On the algebras of symmetries (groups of collineations) of designs from finite Desarguesian planes with applications in statistics

Abstract

Decomposition into a direct sum of irreducible representations of the representation of the full collineation group of a finite Desarguesian plane, as a group of matrices permuting the flags of the plane and the simple components of the corresponding commutant algebra, have been worked out here for the projective plane PG(2, 2) and the affine plane EG(2, 3). The dimension and the components of the covariance matrix of the observations from a design derived from such a plane, which commutes with such a permutation representation of the full collineation group of the plane, are thus determined. This paper is in the spirit of earlier works by, James (1957), Mann (1960), Hannan (1961, 1965), McLaren (1963), and Sysoev and Shaikan (1976). A. T. James, Ann. Math. Statist. 28 (1957), 993–1002, H. B. Mann, Ann. Math.

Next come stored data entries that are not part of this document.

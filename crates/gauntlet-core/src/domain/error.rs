//! Engine error taxonomy.

use gauntlet_state::StorageError;

/// Errors produced by FeedbackMemory bookkeeping.
#[derive(Debug, thiserror::Error, PartialEq)]
pub enum FeedbackError {
    #[error("phase {phase} is escalated; no further attempts may be recorded")]
    Escalated { phase: String },

    #[error("phase {phase} already recorded {max_attempts} attempts")]
    Exhausted { phase: String, max_attempts: u32 },
}

/// Errors that stop a phase or sprint.
///
/// Candidate, judge and evaluator failures never show up here: they become
/// failed candidates, degraded decisions and failing results instead.
#[derive(Debug, thiserror::Error)]
pub enum EngineError {
    #[error("checkpoint write failed for phase {phase}: {reason}")]
    Checkpoint { phase: String, reason: String },

    #[error("storage error: {0}")]
    Storage(#[from] StorageError),

    #[error("record store error for sprint {sprint_id}: {source}")]
    Records {
        sprint_id: String,
        #[source]
        source: StorageError,
    },

    #[error("workspace error: {0}")]
    Workspace(String),

    #[error("sprint {sprint_id} cancelled before start")]
    Cancelled { sprint_id: String },

    #[error("configuration error: {0}")]
    Config(#[from] crate::config::ConfigError),

    #[error("feedback error: {0}")]
    Feedback(#[from] FeedbackError),

    #[error("unknown judge: {0}")]
    UnknownJudge(String),

    #[error("no configured backend matches providers {0:?}")]
    NoBackends(Vec<String>),
}

/// Result type for engine operations.
pub type Result<T> = std::result::Result<T, EngineError>;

Statist. 31 (1960), 1–15, E. J. Hannan, Research Report (Part. (I)), Summer Research Institute, Australian Math. Soc. and Methuen's Monographs on Applied Probability and Statistics, Supplementary Review Series in Applied Probability, Vol. 3, A. D. McLaren, Proc. Cambridge Philos. Soc. 59 (1963), 431–450, and L. P. Sysoev and M. E. Shaikin, Avtomat. i Telemekh. 5 (1976), 64–73.